By 2021, IDC expects this spending will more than double to $218,4-billion with a compound annual growth rate (CAGR) or 25,4%.

Robotics spending will reach $94-billion in 2018 and will account for more than 90% of all spending throughout the 2017-2021 forecast.

Industrial robotic solutions will account for the largest share of robotics spending (more than 70%), followed by service robots and consumer robots.

Discrete and process manufacturing will be the leading industries for robotics spending at more than $60-billion combined in 2018.

The resource and healthcare industries will also make significant investments in robotics solutions this year. The retail and wholesale industries will see the fastest robotics spending growth over the forecast with CAGRs of 46,3% and 41,2%, respectively.

“Industrial robots are becoming more intelligent, human-friendly and easier to work with,” says Dr Jing Bing Zhang, research director at Robotics. “This has accelerated their rapid expansion in the manufacturing industry beyond automotive, especially in high-tech manufacturing that requires light-weight robots with higher precision, flexibility, mobility and collaborative capability.

“Vendors who are not able to meet such demands will see their market position quickly eroded.”

“Growth in the service robotics market is being driven by a collision of robotic technology maturity, market readiness, and related technology maturity,” says John Santagate, research director at Service Robotics. “Robots did not reach this point overnight; it has been a decades-long effort to bring robots to the point they are today. Over time, innovators have been building upon existing technology and layering new and emerging technology onto robotic devices.

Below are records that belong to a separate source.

// Common test utilities

pub mod harness;

pub use harness::*;
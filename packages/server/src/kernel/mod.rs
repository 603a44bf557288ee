//! Kernel module - process infrastructure and concrete collaborators.

pub mod deps;
pub mod fs_object_store;
pub mod http_stages;
pub mod scheduled_tasks;
pub mod sites;

pub use deps::{ServerDeps, Stores};
pub use fs_object_store::FsObjectStore;
pub use http_stages::{
    http_client, HttpAnalyzer, HttpCallbackSink, HttpConverter, HttpSegmenter, HttpSiteFeed,
};
pub use scheduled_tasks::start_crawl_scheduler;
pub use sites::load_sites;
//! Deterministic split of the crawl site list across independent workers.
//!
//! Every scheduler process computes its own share from `(sites, worker_id,
//! total_workers)` alone. No coordination, no shared state: the same inputs
//! always yield the same contiguous slice.

use std::time::Duration;

use serde::{Deserialize, Serialize};

use crate::error::ConfigError;

/// A news site crawled on a schedule.
#[derive(Debug, Clone, PartialEq, Eq, Serialize, Deserialize)]
pub struct Site {
    pub name: String,
    pub url: String,
    #[serde(default, skip_serializing_if = "Option::is_none")]
    pub language: Option<String>,
}

impl Site {
    pub fn new(name: impl Into<String>, url: impl Into<String>) -> Self {
        Self {
            name: name.into(),
            url: url.into(),
            language: None,
        }
    }

    pub fn with_language(mut self, language: impl Into<String>) -> Self {
        self.language = Some(language.into());
        self
    }
}

/// Position of this process within the scheduler pool.
#[derive(Debug, Clone, Copy, PartialEq, Eq)]
pub struct WorkerIdentity {
    worker_id: usize,
    total_workers: usize,
}

impl WorkerIdentity {
    pub fn new(worker_id: usize, total_workers: usize) -> Result<Self, ConfigError> {
        if total_workers == 0 {
            return Err(ConfigError::NoWorkers);
        }
        if worker_id >= total_workers {
            return Err(ConfigError::WorkerOutOfRange {
                worker_id,
                total_workers,
            });
        }
        Ok(Self {
            worker_id,
            total_workers,
        })
    }

    /// The only worker of a single-process deployment.
    pub fn solo() -> Self {
        Self {
            worker_id: 0,
            total_workers: 1,
        }
    }

    pub fn worker_id(&self) -> usize {
        self.worker_id
    }

    pub fn total_workers(&self) -> usize {
        self.total_workers
    }
}

/// The contiguous slice `sites[start..end]` assigned to one worker.
#[derive(Debug, Clone, PartialEq, Eq)]
pub struct WorkerShare {
    pub identity: WorkerIdentity,
    pub start: usize,
    pub end: usize,
    pub sites: Vec<Site>,
}

impl WorkerShare {
    pub fn is_empty(&self) -> bool {
        self.sites.is_empty()
    }

    pub fn len(&self) -> usize {
        self.sites.len()
    }
}

/// Slice `sites` for `identity`.
///
/// `share_size = ceil(len / total_workers)`, `start = worker_id * share_size`,
/// `end = min(start + share_size, len)`. Trailing workers may get an empty
/// share when the list is short.
pub fn partition(sites: &[Site], identity: WorkerIdentity) -> WorkerShare {
    let len = sites.len();
    let share_size = len.div_ceil(identity.total_workers);
    let start = (identity.worker_id * share_size).min(len);
    let end = (start + share_size).min(len);

    WorkerShare {
        identity,
        start,
        end,
        sites: sites[start..end].to_vec(),
    }
}

/// Validate raw ids and slice in one step.
pub fn partition_for(
    sites: &[Site],
    worker_id: usize,
    total_workers: usize,
) -> Result<WorkerShare, ConfigError> {
    Ok(partition(sites, WorkerIdentity::new(worker_id, total_workers)?))
}

/// Spread scheduler start times evenly across one interval.
pub fn stagger_offset(interval: Duration, identity: WorkerIdentity) -> Duration {
    interval.mul_f64(identity.worker_id as f64 / identity.total_workers as f64)
}
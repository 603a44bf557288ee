//! Stage execution primitives: bounded fan-out and bounded retry.

use std::future::Future;

use futures::stream::{self, StreamExt};
use tracing::debug;

use crate::error::{StageError, StageFailure};
use crate::types::config::RetryPolicy;

/// Run `op` until it succeeds, fails permanently, or exhausts `policy`.
///
/// Only transient errors are retried; the backoff grows per the policy.
pub async fn retry_stage<T, F, Fut>(policy: &RetryPolicy, mut op: F) -> Result<T, StageFailure>
where
    F: FnMut() -> Fut,
    Fut: Future<Output = Result<T, StageError>>,
{
    let max = policy.attempts();
    let mut attempt = 0;

    loop {
        attempt += 1;
        match op().await {
            Ok(value) => return Ok(value),
            Err(error) if error.is_transient() && attempt < max => {
                let delay = policy.backoff(attempt);
                debug!(
                    stage = %error.stage(),
                    attempt,
                    delay_ms = delay.as_millis() as u64,
                    error = %error.message(),
                    "transient stage failure, backing off"
                );
                tokio::time::sleep(delay).await;
            }
            Err(error) => {
                return Err(StageFailure {
                    error,
                    attempts: attempt,
                })
            }
        }
    }
}

/// Run `f` over keyed items with at most `width` calls in flight.
///
/// All calls run on the current task and interleave at their await points.
/// Results come back sorted by key regardless of completion order. A width
/// of zero is treated as one.
pub async fn run_bounded<K, I, O, F, Fut>(items: Vec<(K, I)>, width: usize, f: F) -> Vec<(K, O)>
where
    K: Ord + Clone,
    F: Fn(K, I) -> Fut,
    Fut: Future<Output = O>,
{
    let mut results: Vec<(K, O)> = stream::iter(items)
        .map(|(key, item)| {
            let fut = f(key.clone(), item);
            async move { (key, fut.await) }
        })
        .buffer_unordered(width.max(1))
        .collect()
        .await;

    results.sort_by(|a, b| a.0.cmp(&b.0));
    results
}

#[cfg(test)]
mod tests {
    use super::*;
    use crate::error::Stage;
    use std::sync::atomic::{AtomicU32, AtomicUsize, Ordering};
    use std::time::Duration;

    #[tokio::test]
    async fn test_retry_recovers_from_transient_failure() {
        let calls = AtomicU32::new(0);
        let policy = RetryPolicy::new(3, Duration::ZERO);

        let value = retry_stage(&policy, || async {
            if calls.fetch_add(1, Ordering::SeqCst) == 0 {
                Err(StageError::transient(Stage::Analyze, "503"))
            } else {
                Ok(42)
            }
        })
        .await
        .unwrap();

        assert_eq!(value, 42);
        assert_eq!(calls.load(Ordering::SeqCst), 2);
    }

    #[tokio::test]
    async fn test_retry_gives_up_after_budget() {
        let calls = AtomicU32::new(0);
        let policy = RetryPolicy::new(3, Duration::ZERO);

        let failure = retry_stage(&policy, || async {
            calls.fetch_add(1, Ordering::SeqCst);
            Err::<(), _>(StageError::transient(Stage::Analyze, "timeout"))
        })
        .await
        .unwrap_err();

        assert_eq!(failure.attempts, 3);
        assert_eq!(failure.stage(), Stage::Analyze);
        assert_eq!(calls.load(Ordering::SeqCst), 3);
    }

    #[tokio::test]
    async fn test_permanent_error_is_not_retried() {
        let calls = AtomicU32::new(0);
        let policy = RetryPolicy::new(5, Duration::ZERO);

        let failure = retry_stage(&policy, || async {
            calls.fetch_add(1, Ordering::SeqCst);
            Err::<(), _>(StageError::permanent(Stage::Segment, "corrupt image"))
        })
        .await
        .unwrap_err();

        assert_eq!(failure.attempts, 1);
        assert_eq!(calls.load(Ordering::SeqCst), 1);
    }

    #[tokio::test]
    async fn test_bounded_results_are_sorted_by_key() {
        let items: Vec<(u32, u64)> = vec![(1, 30), (2, 10), (3, 20), (4, 0)];

        let results = run_bounded(items, 4, |key, delay_ms| async move {
            tokio::time::sleep(Duration::from_millis(delay_ms)).await;
            key * 10
        })
        .await;

        assert_eq!(results, vec![(1, 10), (2, 20), (3, 30), (4, 40)]);
    }

    #[tokio::test]
    async fn test_bounded_width_caps_in_flight_calls() {
        let in_flight = AtomicUsize::new(0);
        let peak = AtomicUsize::new(0);
        let items: Vec<(usize, ())> = (0..12).map(|i| (i, ())).collect();

        run_bounded(items, 3, |_, _| async {
            let now = in_flight.fetch_add(1, Ordering::SeqCst) + 1;
            peak.fetch_max(now, Ordering::SeqCst);
            tokio::time::sleep(Duration::from_millis(5)).await;
            in_flight.fetch_sub(1, Ordering::SeqCst);
        })
        .await;

        assert_eq!(peak.load(Ordering::SeqCst), 3);
    }

    #[tokio::test]
    async fn test_zero_width_still_makes_progress() {
        let results = run_bounded(vec![(1, 'a'), (0, 'b')], 0, |_, c| async move { c }).await;
        assert_eq!(results, vec![(0, 'b'), (1, 'a')]);
    }
}
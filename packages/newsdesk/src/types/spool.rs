//! Retry spool items.

use chrono::{DateTime, Utc};
use serde::{Deserialize, Serialize};
use uuid::Uuid;

/// An outbound delivery that exhausted its immediate retry budget.
///
/// Lives in the spool from `park` until a successful redelivery is acked.
#[derive(Debug, Clone, PartialEq, Serialize, Deserialize)]
pub struct RetryItem {
    pub id: Uuid,
    /// Monotonic spool sequence; drains walk items in this order
    pub seq: i64,
    pub destination: String,
    pub payload: serde_json::Value,
    pub created_at: DateTime<Utc>,
    pub attempt_count: u32,
    pub last_error: Option<String>,
    /// Drain that currently holds this item
    pub claimed_by: Option<Uuid>,
}

/// Outcome of replaying the spool for one or more destinations.
#[derive(Debug, Clone, Copy, Default, PartialEq, Eq)]
pub struct RedeliveryReport {
    pub delivered: usize,
    pub failed: usize,
}
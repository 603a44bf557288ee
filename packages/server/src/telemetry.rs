use tracing_subscriber::{layer::SubscriberExt, util::SubscriberInitExt};

const DEFAULT_FILTER: &str = "info,newsdesk=debug,newsdesk_server=debug,sqlx=warn";

/// Initialize logging for a binary. `RUST_LOG` overrides the default filter.
pub fn init_tracing() {
    tracing_subscriber::registry()
        .with(
            tracing_subscriber::EnvFilter::try_from_default_env()
                .unwrap_or_else(|_| DEFAULT_FILTER.into()),
        )
        .with(
            tracing_subscriber::fmt::layer()
                .with_target(true)
                .with_line_number(true),
        )
        .init();
}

“We have reached a point now where the mechanics of robots are mature and the addition of artificial intelligence, advanced vision systems, cloud applications, Internet of Things, and continued mechanical innovation has enabled safe, collaborative robots that are working with people rather than replacing people.”

“While robotics has its roots in the manufacturing sector, we continue to see increasing acceptance and adoption of robots in several other industries, such as resources and transportation,” says Jessica Goepfert, program director, Customer Insights and Analysis at IDC. “Organisations in these areas are attracted to the promise of greater efficiency and productivity. But they are also turning to robotics to address other concerns such as skills shortages, workplace safety, and keeping up with the accelerating pace of business.”

Worldwide drone spending will be $9-billion in 2018 and is expected to grow at a faster rate than the overall market with a five-year CAGR of 29,8%.

Enterprise drone solutions will deliver more than half of all drone spending throughout the forecast period with the balance coming from consumer drone solutions. Enterprise drones will increase its share of overall spending with a five-year CAGR of 36,6%.

The utilities and construction industries will see the largest drone spending in 2018 ($912-million and $824-million, respectively), followed by the process and discrete manufacturing industries. The fastest growth in drone spending will come from the education (74,1% CAGR) and state/local government (70,5% CAGR) industries.

“Drones have become an indispensable tool, especially in industries such as oil and gas, agriculture, and telecommunications. In many instances, drones have helped reduce their employees’ exposure to dangerous tasks such as cell tower or electrical grid inspection. Farmers have also utilised drones to help monitor their land for irrigation deficiencies. While there is a growing number of consumer drone enthusiasts, we expect that drones will soon become part of the connected-home providing home security, monitoring children at play, or delivering groceries,” says William Stofega, program director: mobile device technology and trends at IDC.